I am happy with how this diet makes me feel during the day, and it seems to help me with weight management. But I’m of course aware of how my relaxed attitude towards total fats (as % of calories) deviates from most of the standard advice for my situation. Here I take some comfort in that my cholesterol (and triglycerides) seems to fall within a good range. But my question is if this is a naive way to view my dietary choice? Are there other mechanisms/channels suggested by the research whereby a high-fat (even if not heavy in saturated fat) diet might contribute to continued atherosclerosis?
It is wonderful that you have found a diet you are so happy with.
The major thing right now that is putting your LDL-C in such a low range (and lowering your risk of future cardiac problems) is the high-dose statin that you are taking. There is no evidence that lowering your unsaturated fat intake would further lower that. More importantly, there is nothing to suggest that changing the macronutrient composition of your current diet will lower your risk of further events.
With the LDL-C in its current range (assuming no smoking or uncontrolled diabetes) you will have regression of any plaque and minimal cardiac events. Your prognosis is excellent.

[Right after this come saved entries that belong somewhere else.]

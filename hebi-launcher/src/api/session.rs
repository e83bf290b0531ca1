use axum::Json;
use axum::extract::{Query, State};
use serde::{Deserialize, Serialize};

use crate::LauncherState;
use crate::directory::DirectoryRecord;
use crate::extract::Requester;
use crate::fedid::Fedid;
use crate::http::HttpError;
use crate::lifecycle::{self, StartOutcome, StopOutcome};

#[derive(Serialize)]
pub(crate) struct SessionInfoResponse {
    username: Fedid,
    is_session_currently_running: bool,
}

/// Reports whether the requester already has a running session
pub(super) async fn session_info(
    State(state): State<LauncherState>,
    Requester(fedid): Requester,
) -> Result<Json<SessionInfoResponse>, HttpError> {
    let is_running = state
        .orchestrator
        .is_pod_running(&fedid)
        .await
        .map_err(HttpError::internal().err())?;

    Ok(Json(SessionInfoResponse {
        username: fedid,
        is_session_currently_running: is_running,
    }))
}

#[derive(Deserialize)]
pub(crate) struct StartQuery {
    uid: Option<i64>,
}

#[derive(Serialize)]
pub(crate) struct StartResponse {
    username: Fedid,
    was_session_launched: bool,
    #[serde(skip_serializing_if = "Option::is_none")]
    is_hebi_pod_running: Option<bool>,
    #[serde(skip_serializing_if = "Option::is_none")]
    message: Option<String>,
    #[serde(skip_serializing_if = "Option::is_none")]
    user_ldap_info: Option<DirectoryRecord>,
}

/// Creates the session resources for the requester
pub(super) async fn start_hebi(
    State(state): State<LauncherState>,
    Requester(fedid): Requester,
    Query(query): Query<StartQuery>,
) -> Json<StartResponse> {
    let outcome = lifecycle::start_session(&state, &fedid, query.uid).await;

    let response = match outcome {
        StartOutcome::Launched => StartResponse {
            username: fedid,
            was_session_launched: true,
            is_hebi_pod_running: Some(true),
            message: None,
            user_ldap_info: None,
        },
        StartOutcome::AlreadyRunning => StartResponse {
            username: fedid,
            was_session_launched: false,
            is_hebi_pod_running: Some(true),
            message: Some("session exists".to_owned()),
            user_ldap_info: None,
        },
        StartOutcome::Ineligible(record) => StartResponse {
            username: fedid,
            was_session_launched: false,
            is_hebi_pod_running: None,
            message: Some("Invalid user, see user_ldap_info for more info".to_owned()),
            user_ldap_info: Some(record),
        },
        StartOutcome::DirectoryUnavailable(message) => StartResponse {
            username: fedid,
            was_session_launched: false,
            is_hebi_pod_running: None,
            message: Some(message),
            user_ldap_info: None,
        },
        StartOutcome::ProvisioningFailed(message) => StartResponse {
            username: fedid,
            was_session_launched: false,
            is_hebi_pod_running: None,
            message: Some(message.to_owned()),
            user_ldap_info: None,
        },
        StartOutcome::ReadyTimeout => StartResponse {
            username: fedid,
            was_session_launched: false,
            is_hebi_pod_running: None,
            message: Some("pod did not become ready".to_owned()),
            user_ldap_info: None,
        },
    };

    Json(response)
}

#[derive(Serialize)]
pub(crate) struct StopResponse {
    username: Fedid,
    was_session_stopped: bool,
    #[serde(skip_serializing_if = "Option::is_none")]
    did_session_exist: Option<bool>,
}

/// Destroys the requester's session resources
pub(super) async fn stop_hebi(
    State(state): State<LauncherState>,
    Requester(fedid): Requester,
) -> Json<StopResponse> {
    let outcome = lifecycle::destroy_session(&state, &fedid).await;

    let response = match outcome {
        StopOutcome::Stopped => StopResponse {
            username: fedid,
            was_session_stopped: true,
            did_session_exist: Some(true),
        },
        StopOutcome::NotFound => StopResponse {
            username: fedid,
            was_session_stopped: false,
            did_session_exist: Some(false),
        },
        StopOutcome::Failed => StopResponse {
            username: fedid,
            was_session_stopped: false,
            did_session_exist: None,
        },
    };

    Json(response)
}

Thoughts on Patients with very Premature CAD
Just to note, I’m also aware that the isolated focus on macronutrients may be misplaced as well. But of course I can’t help but notice areas that I have control over where I might deviate somewhat.
Finally, of course I’m curious what your thoughts might be around premature cases. Even though my understanding is that the prognosis is typically not “great”, are there some things the research has pointed to in terms of contributing to (relatively) successful outcomes for very premature CAD? Or perhaps the opposite – mistakes often made in treatment of premature cases (for any number of reasons) that might exacerbate the risks?
I talk about premature CAD a lot on this blog. I’m a big proponent of the early detection of advanced or premature asymptomatic CAD. About a year ago I summarized the optimal approach.
Depending age we utilize either coronary artery calcium screening or vascular screening to detect subclinical atherosclerosis for primary prevention.
For those with advanced subclinical atherosclerosis, a strong family history or a history like my reader of early heart attack, stent, bypass or stroke I check three key biomarkers that are not in the standard lip panel
- Lipoprotein (a) (a highly atherogenic, inherited marker that is not measured in standard lipid panels)
- Apolipoprotein B (apoB, now recognized as our single best measure of atherogenic dyslipidemia)
- High-sensitivity CRP (the most studied and useful measure of inflammation)
You didn’t mention lipoprotein (a) but this has to be checked. In patients like you with such early onset of symptomatic CAD with fairly unremarkable standard risk factors , I find the majority have elevated lipoprotein (a).
Once risk markers are identified we are going to have very aggressive goals for lowering apo B, LDL-C and CRP. These will be accomplished by statins as tolerated with help of other lipid-lower agents known to reduce cardiovascular risk including ezetimibe and PCSK9inhibitors.
N.B. Since I started writing this and shortly before I published this the final results of the CORDIOPREV trial were published (https://www.thelancet.com/journals/lancet/article/PIIS0140-6736(22)00122-2/fulltext).
This did show a reduction in major cardiac events with the high fat Med diet compared to the low fat diet! I will examine this in more detail and report back.